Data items
----
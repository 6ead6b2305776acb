//! Integration tests for the configuration system

use std::path::PathBuf;
use tempfile::TempDir;
use tripwire_config::{
    BreakerSettings, Config, ConfigManager, ConfigSection, StoreSettings, CONFIG_VERSION,
};

fn setup_test_manager() -> Result<(TempDir, ConfigManager), Box<dyn std::error::Error>> {
    let temp_dir = TempDir::new()?;
    let manager = ConfigManager::with_directory(temp_dir.path().to_path_buf());
    Ok((temp_dir, manager))
}

#[test]
fn test_full_lifecycle() -> Result<(), Box<dyn std::error::Error>> {
    let (_temp_dir, manager) = setup_test_manager()?;

    let created = manager.initialize()?;
    assert!(created);

    let config = manager.load()?;
    assert_eq!(config.version, CONFIG_VERSION);

    let mut modified = config.clone();
    modified.breaker.namespace = "search-backend".to_string();
    modified.store.path = PathBuf::from("/var/lib/tripwire/circuits.db");
    manager.save(&modified)?;

    let reloaded = manager.load()?;
    assert_eq!(reloaded.breaker.namespace, "search-backend");
    assert_eq!(reloaded.store.path, PathBuf::from("/var/lib/tripwire/circuits.db"));

    manager.reset()?;
    let after_reset = manager.load()?;
    assert_eq!(after_reset, Config::default());

    Ok(())
}

#[test]
fn test_hand_written_file() -> Result<(), Box<dyn std::error::Error>> {
    let (_temp_dir, manager) = setup_test_manager()?;

    std::fs::write(
        manager.config_path(),
        r#"
version = 1

[breaker]
namespace = "payments"
watched_kinds = ["timeout", "connection"]
error_threshold = 5
error_timeout_secs = 30

[store]
path = "shared.db"
max_connections = 4
enable_wal = false
"#,
    )?;

    let config = manager.load()?;
    assert_eq!(
        config.breaker,
        BreakerSettings {
            namespace: "payments".to_string(),
            watched_kinds: vec!["timeout".to_string(), "connection".to_string()],
            error_threshold: 5,
            error_timeout_secs: 30,
        }
    );
    assert_eq!(
        config.store,
        StoreSettings {
            path: PathBuf::from("shared.db"),
            max_connections: 4,
            enable_wal: false,
        }
    );
    assert!(manager.validate()?.is_empty());

    Ok(())
}

#[test]
fn test_config_validation_integration() -> Result<(), Box<dyn std::error::Error>> {
    let (_temp_dir, manager) = setup_test_manager()?;

    manager.save(&Config::default())?;
    assert!(manager.validate()?.is_empty());

    let mut invalid = Config::default();
    invalid.breaker.error_timeout_secs = 0;
    assert!(manager.save(&invalid).is_err());

    // The rejected save left the previous file intact
    assert_eq!(manager.load()?, Config::default());

    Ok(())
}

#[test]
fn test_validation_reported_from_file() -> Result<(), Box<dyn std::error::Error>> {
    let (_temp_dir, manager) = setup_test_manager()?;

    std::fs::write(
        manager.config_path(),
        "[breaker]\nnamespace = \"\"\nerror_threshold = 0\n",
    )?;

    let errors = manager.validate()?;
    assert_eq!(errors.len(), 2);
    assert!(errors.iter().any(|e| e.field == "breaker.namespace"));
    assert!(errors.iter().any(|e| e.field == "breaker.error_threshold"));

    Ok(())
}

#[test]
fn test_sections_merge_independently() {
    let mut breaker = BreakerSettings::default();
    breaker.merge(BreakerSettings {
        error_threshold: 3,
        ..Default::default()
    });
    assert_eq!(breaker.error_threshold, 3);
    assert_eq!(breaker.section_name(), "breaker");

    let store = StoreSettings::default();
    assert_eq!(store.section_name(), "store");
}
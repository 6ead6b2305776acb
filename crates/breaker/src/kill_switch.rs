//! Global bypass for every breaker sharing a switch

use std::sync::atomic::{AtomicBool, Ordering};
use std::sync::Arc;

/// Environment variable read by [`KillSwitch::from_env`]
pub const KILL_SWITCH_VAR: &str = "TRIPWIRE";

/// Decides whether breakers are bypassed entirely
///
/// While engaged, guarded calls run the protected work directly with no
/// store reads or writes and no callback invocations.
#[derive(Debug, Clone)]
pub enum KillSwitch {
    /// Engaged while the named variable equals `off`, case-insensitively
    Env(String),
    /// Engaged through a [`KillSwitchHandle`]
    Manual(Arc<AtomicBool>),
    /// Never engaged
    Disabled,
}

impl KillSwitch {
    /// Switch driven by the `TRIPWIRE` environment variable
    pub fn from_env() -> Self {
        Self::env(KILL_SWITCH_VAR)
    }

    /// Switch driven by a custom environment variable
    pub fn env(var: impl Into<String>) -> Self {
        Self::Env(var.into())
    }

    /// Switch flipped at runtime through the returned handle
    pub fn manual() -> (Self, KillSwitchHandle) {
        let flag = Arc::new(AtomicBool::new(false));
        (
            Self::Manual(Arc::clone(&flag)),
            KillSwitchHandle { flag },
        )
    }

    pub fn disabled() -> Self {
        Self::Disabled
    }

    /// Returns true if breakers should be bypassed right now
    ///
    /// Evaluated on every call, so changes take effect immediately.
    pub fn is_engaged(&self) -> bool {
        match self {
            Self::Env(var) => std::env::var(var)
                .map(|value| value.trim().eq_ignore_ascii_case("off"))
                .unwrap_or(false),
            Self::Manual(flag) => flag.load(Ordering::SeqCst),
            Self::Disabled => false,
        }
    }
}

impl Default for KillSwitch {
    fn default() -> Self {
        Self::from_env()
    }
}

/// Handle controlling a manual [`KillSwitch`] and all its clones
#[derive(Debug, Clone)]
pub struct KillSwitchHandle {
    flag: Arc<AtomicBool>,
}

impl KillSwitchHandle {
    /// Bypasses every breaker using this switch
    pub fn engage(&self) {
        self.flag.store(true, Ordering::SeqCst);
    }

    pub fn release(&self) {
        self.flag.store(false, Ordering::SeqCst);
    }

    pub fn is_engaged(&self) -> bool {
        self.flag.load(Ordering::SeqCst)
    }
}
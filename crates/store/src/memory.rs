//! In-process circuit store

use crate::adapter::StateStore;
use async_trait::async_trait;
use std::collections::HashMap;
use std::sync::{Arc, Mutex, MutexGuard};
use tripwire_core::{CircuitRecord, Namespace, Result, StoreError, Timestamp};

/// Circuit store held in process memory
///
/// Clones share the same records, so every guard built from clones of one
/// `MemoryStore` sees the same circuits. State does not outlive the process
/// and is not visible to other processes; use `SqliteStore` for that.
#[derive(Debug, Clone, Default)]
pub struct MemoryStore {
    records: Arc<Mutex<HashMap<Namespace, CircuitRecord>>>,
}

impl MemoryStore {
    /// Creates an empty store
    pub fn new() -> Self {
        Self::default()
    }

    /// Returns a snapshot of every record, ordered by namespace
    pub fn records(&self) -> Result<Vec<CircuitRecord>> {
        let records = self.lock()?;
        let mut all: Vec<CircuitRecord> = records.values().cloned().collect();
        all.sort_by(|a, b| a.namespace.cmp(&b.namespace));
        Ok(all)
    }

    fn lock(&self) -> Result<MutexGuard<'_, HashMap<Namespace, CircuitRecord>>> {
        self.records.lock().map_err(|_| StoreError::LockPoisoned)
    }
}

#[async_trait]
impl StateStore for MemoryStore {
    async fn upsert_and_increment(&self, namespace: &Namespace) -> Result<()> {
        let mut records = self.lock()?;
        records
            .entry(namespace.clone())
            .or_insert_with(|| CircuitRecord::new(namespace.clone()))
            .counter += 1;
        Ok(())
    }

    async fn conditional_set_close_time(
        &self,
        namespace: &Namespace,
        close_time: Timestamp,
        min_counter: u64,
    ) -> Result<()> {
        let mut records = self.lock()?;
        if let Some(record) = records.get_mut(namespace) {
            if record.counter >= min_counter {
                record.close_time = Some(close_time);
                log::debug!("Circuit '{}' close time set to {}", namespace, close_time);
            }
        }
        Ok(())
    }

    async fn upsert_counter(&self, namespace: &Namespace, value: u64) -> Result<()> {
        let mut records = self.lock()?;
        records
            .entry(namespace.clone())
            .or_insert_with(|| CircuitRecord::new(namespace.clone()))
            .counter = value;
        Ok(())
    }

    async fn read_record(&self, namespace: &Namespace) -> Result<Option<CircuitRecord>> {
        Ok(self.lock()?.get(namespace).cloned())
    }
}

#[cfg(test)]
mod tests {
    use super::*;

    fn ns(name: &str) -> Namespace {
        Namespace::new(name).unwrap()
    }

    #[tokio::test]
    async fn test_absent_record_reads_none() {
        let store = MemoryStore::new();
        assert!(store.read_record(&ns("a")).await.unwrap().is_none());
    }

    #[tokio::test]
    async fn test_increment_and_conditional_close() {
        let store = MemoryStore::new();
        let close = Timestamp::from_millis(1_000);

        store.upsert_and_increment(&ns("a")).await.unwrap();
        store.conditional_set_close_time(&ns("a"), close, 2).await.unwrap();
        assert_eq!(store.read_record(&ns("a")).await.unwrap().unwrap().close_time, None);

        store.upsert_and_increment(&ns("a")).await.unwrap();
        store.conditional_set_close_time(&ns("a"), close, 2).await.unwrap();
        let record = store.read_record(&ns("a")).await.unwrap().unwrap();
        assert_eq!(record.counter, 2);
        assert_eq!(record.close_time, Some(close));
    }

    #[tokio::test]
    async fn test_conditional_close_on_missing_is_noop() {
        let store = MemoryStore::new();
        store
            .conditional_set_close_time(&ns("a"), Timestamp::now(), 0)
            .await
            .unwrap();
        assert!(store.records().unwrap().is_empty());
    }

    #[tokio::test]
    async fn test_reset_keeps_close_time() {
        let store = MemoryStore::new();
        let close = Timestamp::from_millis(5_000);

        store.upsert_and_increment(&ns("a")).await.unwrap();
        store.conditional_set_close_time(&ns("a"), close, 1).await.unwrap();
        store.upsert_counter(&ns("a"), 0).await.unwrap();

        let record = store.read_record(&ns("a")).await.unwrap().unwrap();
        assert_eq!(record.counter, 0);
        assert_eq!(record.close_time, Some(close));
    }

    #[tokio::test]
    async fn test_clones_share_records() {
        let store = MemoryStore::new();
        let clone = store.clone();

        clone.upsert_counter(&ns("b"), 7).await.unwrap();
        store.upsert_counter(&ns("a"), 1).await.unwrap();

        let names: Vec<String> = store
            .records()
            .unwrap()
            .into_iter()
            .map(|r| r.namespace.to_string())
            .collect();
        assert_eq!(names, vec!["a", "b"]);
    }

    #[tokio::test(flavor = "multi_thread", worker_threads = 4)]
    async fn test_concurrent_increments() {
        let store = MemoryStore::new();
        let handles: Vec<_> = (0..50)
            .map(|_| {
                let store = store.clone();
                tokio::spawn(async move { store.upsert_and_increment(&ns("hot")).await })
            })
            .collect();

        for result in futures::future::join_all(handles).await {
            result.unwrap().unwrap();
        }

        let record = store.read_record(&ns("hot")).await.unwrap().unwrap();
        assert_eq!(record.counter, 50);
    }
}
----
Go through the data and return each line where the word "handles" appears.

• [Exercise solution]:
        let handles: Vec<_> = (0..50)
        for result in futures::future::join_all(handles).await {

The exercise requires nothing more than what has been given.